The completion of the Acquisition is subject to, among other things, the successful completion of the AMPD's due diligence review of Cloud-A, the completion of a previously announced non-brokered private placement of up to $2,000,000 and the execution of a definitive acquisition agreement between AMPD and the shareholders of Cloud-A. More details of the Acquisition will be announced upon the execution of the definitive acquisition agreement.
As a portion of the Purchase Consideration is expected to be satisfied by the issuance of common shares of AMPD, the issuance of such common shares will be subject to Canadian Securities Exchange approval, and all such consideration shares will, when issued, be subject to a statutory four-month hold period.
The securities of AMPD to be issued pursuant to the Acquisition have not been and will not be registered under the United States Securities Act of 1933, as amended (the “U.S. Securities Act”) or any state securities laws. Accordingly, the securities of the AMPD may not be offered or sold within the United States unless registered under the U.S. Securities Act and applicable state securities laws or pursuant to an exemption from the registration requirements of the U.S. Securities Act and applicable state securities laws. This news release does not constitute an offer to sell or a solicitation of any offer to buy any securities of the AMPD in any jurisdiction in which such offer, solicitation or sale would be unlawful.
For more information on Cloud-A, visit https://www.clouda.ca
For more information on AMPD visit https://www.ampd.tech
For further information contact: firstname.lastname@example.org
The Canadian Securities Exchange does not accept responsibility for the adequacy or accuracy of this release.
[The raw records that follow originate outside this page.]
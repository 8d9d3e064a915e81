use std::collections::HashMap;

use crate::element::{visible_children, Element};
use crate::event::Event;
use crate::layout::{LayoutResult, Rect};
use crate::types::Overflow;

/// Scroll offset for a scrollable element.
#[derive(Debug, Clone, Copy, Default)]
pub struct ScrollOffset {
    pub x: u16,
    pub y: u16,
}

impl ScrollOffset {
    pub fn new(x: u16, y: u16) -> Self {
        Self { x, y }
    }
}

/// Tracks scroll offsets for scrollable elements. User-managed state that
/// persists across frames; the element tree is rebuilt with these offsets.
#[derive(Debug, Default)]
pub struct ScrollState {
    offsets: HashMap<String, ScrollOffset>,
}

impl ScrollState {
    pub fn new() -> Self {
        Self::default()
    }

    /// Get the scroll offset for an element.
    pub fn get(&self, id: &str) -> ScrollOffset {
        self.offsets.get(id).copied().unwrap_or_default()
    }

    /// Set the scroll offset for an element.
    pub fn set(&mut self, id: &str, x: u16, y: u16) {
        self.offsets.insert(id.to_string(), ScrollOffset::new(x, y));
    }

    /// Scroll an element by a delta amount.
    /// Returns true if the scroll offset changed.
    pub fn scroll_by(&mut self, id: &str, dx: i16, dy: i16) -> bool {
        let current = self.get(id);
        let new_x = (current.x as i32 + dx as i32).max(0) as u16;
        let new_y = (current.y as i32 + dy as i32).max(0) as u16;

        if new_x != current.x || new_y != current.y {
            self.offsets
                .insert(id.to_string(), ScrollOffset::new(new_x, new_y));
            true
        } else {
            false
        }
    }

    /// Clamp an element's offset to the valid range for the given viewport
    /// and content sizes. Call after layout.
    pub fn clamp(&mut self, id: &str, viewport: (u16, u16), content: (u16, u16)) {
        let max_x = content.0.saturating_sub(viewport.0);
        let max_y = content.1.saturating_sub(viewport.1);

        if let Some(offset) = self.offsets.get_mut(id) {
            offset.x = offset.x.min(max_x);
            offset.y = offset.y.min(max_y);
        }
    }

    /// Center the target rect (content-space, as produced by layout) in the
    /// element's viewport on both axes. The offset is applied on the next
    /// frame; there is no animated transition.
    pub fn center_on(&mut self, id: &str, target: Rect, viewport: Rect, content: (u16, u16)) {
        let max_x = content.0.saturating_sub(viewport.width) as i32;
        let max_y = content.1.saturating_sub(viewport.height) as i32;

        let (cx, cy) = target.center();
        let rel_x = cx.saturating_sub(viewport.x) as i32;
        let rel_y = cy.saturating_sub(viewport.y) as i32;

        let x = (rel_x - viewport.width as i32 / 2).clamp(0, max_x) as u16;
        let y = (rel_y - viewport.height as i32 / 2).clamp(0, max_y) as u16;

        log::debug!("[scroll] centering {id} on ({cx}, {cy}) -> offset ({x}, {y})");
        self.offsets.insert(id.to_string(), ScrollOffset::new(x, y));
    }

    /// Process events and update scroll offsets.
    /// Returns events that were consumed (scroll events on scrollable elements).
    pub fn process_events(
        &mut self,
        events: &[Event],
        root: &Element,
        layout: &LayoutResult,
    ) -> Vec<Event> {
        let mut consumed = Vec::new();

        for event in events {
            if let Event::Scroll {
                target,
                delta_x,
                delta_y,
                x,
                y,
            } = event
            {
                let Some(scrollable_id) = target
                    .clone()
                    .or_else(|| find_scrollable_at(root, layout, *x, *y))
                else {
                    continue;
                };

                let Some((content_width, content_height)) = layout.content_size(&scrollable_id)
                else {
                    continue;
                };
                let Some((inner_width, inner_height)) = layout.viewport_size(&scrollable_id) else {
                    continue;
                };

                // Check if content actually overflows
                let can_scroll_vertical = content_height > inner_height;
                let can_scroll_horizontal = content_width > inner_width;

                let current = self.get(&scrollable_id);
                let mut new_x = current.x;
                let mut new_y = current.y;

                if *delta_y != 0 && can_scroll_vertical {
                    let max_scroll_y = content_height.saturating_sub(inner_height);
                    new_y =
                        (current.y as i32 + *delta_y as i32).clamp(0, max_scroll_y as i32) as u16;
                }

                if *delta_x != 0 && can_scroll_horizontal {
                    let max_scroll_x = content_width.saturating_sub(inner_width);
                    new_x =
                        (current.x as i32 + *delta_x as i32).clamp(0, max_scroll_x as i32) as u16;
                }

                if new_x != current.x || new_y != current.y {
                    log::debug!("[scroll] {scrollable_id} -> ({new_x}, {new_y})");
                    self.offsets
                        .insert(scrollable_id, ScrollOffset::new(new_x, new_y));
                    consumed.push(event.clone());
                }
            }
        }

        consumed
    }
}

/// Find the innermost scrollable element at the given coordinates.
fn find_scrollable_at(root: &Element, layout: &LayoutResult, x: u16, y: u16) -> Option<String> {
    let rect = layout.get(&root.id)?;

    if !rect.contains(x, y) {
        return None;
    }

    // Check children first (innermost takes priority)
    for child in visible_children(root).iter().rev() {
        if let Some(id) = find_scrollable_at(child, layout, x, y) {
            return Some(id);
        }
    }

    if root.overflow_x == Overflow::Scroll || root.overflow_y == Overflow::Scroll {
        return Some(root.id.clone());
    }

    None
}
use super::Cell;

#[derive(Debug, Clone)]
pub struct Buffer {
    width: u16,
    height: u16,
    cells: Vec<Cell>,
}

impl Buffer {
    pub fn new(width: u16, height: u16) -> Self {
        let cells = vec![Cell::default(); (width as usize) * (height as usize)];
        Self {
            width,
            height,
            cells,
        }
    }

    pub fn width(&self) -> u16 {
        self.width
    }

    pub fn height(&self) -> u16 {
        self.height
    }

    pub fn get(&self, x: u16, y: u16) -> Option<&Cell> {
        if x < self.width && y < self.height {
            Some(&self.cells[self.index(x, y)])
        } else {
            None
        }
    }

    pub fn get_mut(&mut self, x: u16, y: u16) -> Option<&mut Cell> {
        if x < self.width && y < self.height {
            let idx = self.index(x, y);
            Some(&mut self.cells[idx])
        } else {
            None
        }
    }

    pub fn set(&mut self, x: u16, y: u16, cell: Cell) {
        if x < self.width && y < self.height {
            let idx = self.index(x, y);
            self.cells[idx] = cell;
        }
    }

    fn index(&self, x: u16, y: u16) -> usize {
        (y as usize) * (self.width as usize) + (x as usize)
    }

    pub fn diff<'a>(&'a self, other: &'a Buffer) -> impl Iterator<Item = (u16, u16, &'a Cell)> {
        self.cells
            .iter()
            .zip(other.cells.iter())
            .enumerate()
            .filter(|(_, (a, b))| a != b)
            .map(move |(i, (cell, _))| {
                let x = (i % self.width as usize) as u16;
                let y = (i / self.width as usize) as u16;
                (x, y, cell)
            })
    }

    /// Text of a single row, trailing blanks trimmed. Test helper.
    pub fn row_text(&self, y: u16) -> String {
        let mut row = String::new();
        for x in 0..self.width {
            if let Some(cell) = self.get(x, y) {
                if !cell.wide_continuation {
                    row.push(cell.char);
                }
            }
        }
        row.trim_end().to_string()
    }

    pub fn clear(&mut self) {
        for cell in &mut self.cells {
            *cell = Cell::default();
        }
    }
}
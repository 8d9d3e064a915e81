//! Minimal docs-browser host: a navigation sidebar next to a placeholder
//! page pane, driven by a JSON navigation forest.
//!
//! Click a section's summary line to toggle it, scroll with the mouse
//! wheel, quit with `q` or Escape.

use std::collections::HashSet;
use std::fs::File;

use docnav::{build_sidebar, load_nav, scroll_to_current, Resolver};
use navdom::{
    convert_events, find_element, find_element_mut, Border, Color, Edges, Element, Event, Key,
    Overflow, ScrollState, Size, Style, Terminal,
};
use simplelog::{Config, LevelFilter, WriteLogger};

const SIDEBAR_ID: &str = "sidebar";

const NAV_JSON: &str = r#"[
    {"title": "Overview", "href": "index.html"},
    {"title": "Guide", "href": "guide/index.html", "children": [
        {"title": "Introduction", "href": "guide/intro.html"},
        {"title": "Setup", "href": "guide/setup.html", "children": [
            {"title": "Requirements", "href": "guide/setup/requirements.html"},
            {"title": "Installation", "href": "guide/setup/install.html"},
            {"title": "Configuration", "href": "guide/setup/config.html"}
        ]},
        {"title": "First Steps", "href": "guide/first-steps.html"}
    ]},
    {"title": "Reference", "children": [
        {"title": "Command Line", "href": "reference/cli.html"},
        {"title": "File Formats", "href": "reference/formats.html"},
        {"title": "Environment", "href": "reference/environment.html"}
    ]},
    {"title": "API", "href": "api/index.html", "children": [
        {"title": "Core", "href": "api/core.html"},
        {"title": "Widgets", "href": "api/widgets.html"},
        {"title": "Events", "href": "api/events.html"},
        {"title": "Layout", "href": "api/layout.html"}
    ]},
    {"title": "FAQ", "href": "faq.html"},
    {"title": "Changelog", "href": "changelog.html"}
]"#;

fn main() -> std::io::Result<()> {
    let log_file = File::create("docs_browser.log")?;
    WriteLogger::init(LevelFilter::Debug, Config::default(), log_file)
        .expect("Failed to initialize logger");

    let forest = load_nav(NAV_JSON).expect("navigation data");
    let resolver = Resolver::new("/docs/");
    let current_address = "/docs/guide/setup/install.html#download";

    let mut term = Terminal::new()?;
    let mut scroll = ScrollState::new();
    // Sections the user has toggled away from the state the builder chose.
    let mut toggled: HashSet<String> = HashSet::new();
    let mut centered = false;

    loop {
        let offset = scroll.get(SIDEBAR_ID);
        let mut sidebar = Element::col()
            .id(SIDEBAR_ID)
            .width(Size::Fixed(34))
            .height(Size::Fill)
            .padding(Edges::all(1))
            .overflow_y(Overflow::Scroll)
            .scroll_offset(offset.x, offset.y)
            .style(
                Style::new()
                    .border(Border::Single)
                    .foreground(Color::rgb(190, 190, 190)),
            );

        let current_id = build_sidebar(&mut sidebar, &forest, &resolver, current_address);

        for id in &toggled {
            if let Some(section) = find_element_mut(&mut sidebar, id) {
                section.open = !section.open;
            }
        }

        let page = Element::col()
            .id("page")
            .width(Size::Fill)
            .height(Size::Fill)
            .padding(Edges::all(2))
            .gap(1)
            .child(Element::text("Installation").style(Style::new().bold()))
            .child(Element::text("Page content is rendered by another component."));

        let root = Element::row()
            .id("root")
            .width(Size::Fill)
            .height(Size::Fill)
            .child(sidebar)
            .child(page);

        term.render(&root)?;

        // One-shot: geometry is only stable once the whole tree has been
        // laid out, so the centering runs after the first full render.
        if !centered {
            centered = true;
            scroll_to_current(&mut scroll, term.layout(), SIDEBAR_ID, current_id.as_deref());
            continue;
        }

        let raw = term.poll(None)?;
        let events = convert_events(&raw, &root, term.layout());
        scroll.process_events(&events, &root, term.layout());

        for event in &events {
            match event {
                Event::Key {
                    key: Key::Char('q'),
                    ..
                }
                | Event::Key {
                    key: Key::Escape, ..
                } => {
                    return Ok(());
                }

                Event::Click {
                    target: Some(id), ..
                } => {
                    // Summary clicks toggle their section, the native
                    // expand/collapse affordance.
                    if let Some(section_id) = id.strip_suffix("-summary") {
                        if find_element(&root, section_id).is_some()
                            && !toggled.remove(section_id)
                        {
                            toggled.insert(section_id.to_string());
                        }
                    }
                }

                _ => {}
            }
        }
    }
}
This news release contains statements and information that, to the extent that they are not historical fact, constitute “forward-looking information” within the meaning of applicable securities legislation. Forward-looking information is based on the reasonable assumptions, estimates, analysis and opinions of management made in light of its experience and its perception of trends, current conditions and expected developments, as well as other factors that management believes to be relevant and reasonable in the circumstances at the date that such statements are made, but which may prove to be incorrect.
Forward-looking information involves known and unknown risks, uncertainties and other factors that may cause the actual results, performance or achievements of the Company to differ materially from any future results, performance or achievements expressed or implied by the forward-looking information. Accordingly, readers should not place undue reliance on any such forward-looking information. Further, any forward-looking statement speaks only as of the date on which such statement is made. New factors emerge from time to time, and it is not possible for the Company's management to predict all of such factors and to assess in advance the impact of each such factor on the Company's business or the extent to which any factor, or combination of factors, may cause actual results to differ materially from those contained in any forward-looking statements. The Company does not undertake any obligation to update any forward-looking information to reflect information, events, results, circumstances or otherwise after the date hereof or to reflect the occurrence of unanticipated events, except as required by law including securities laws.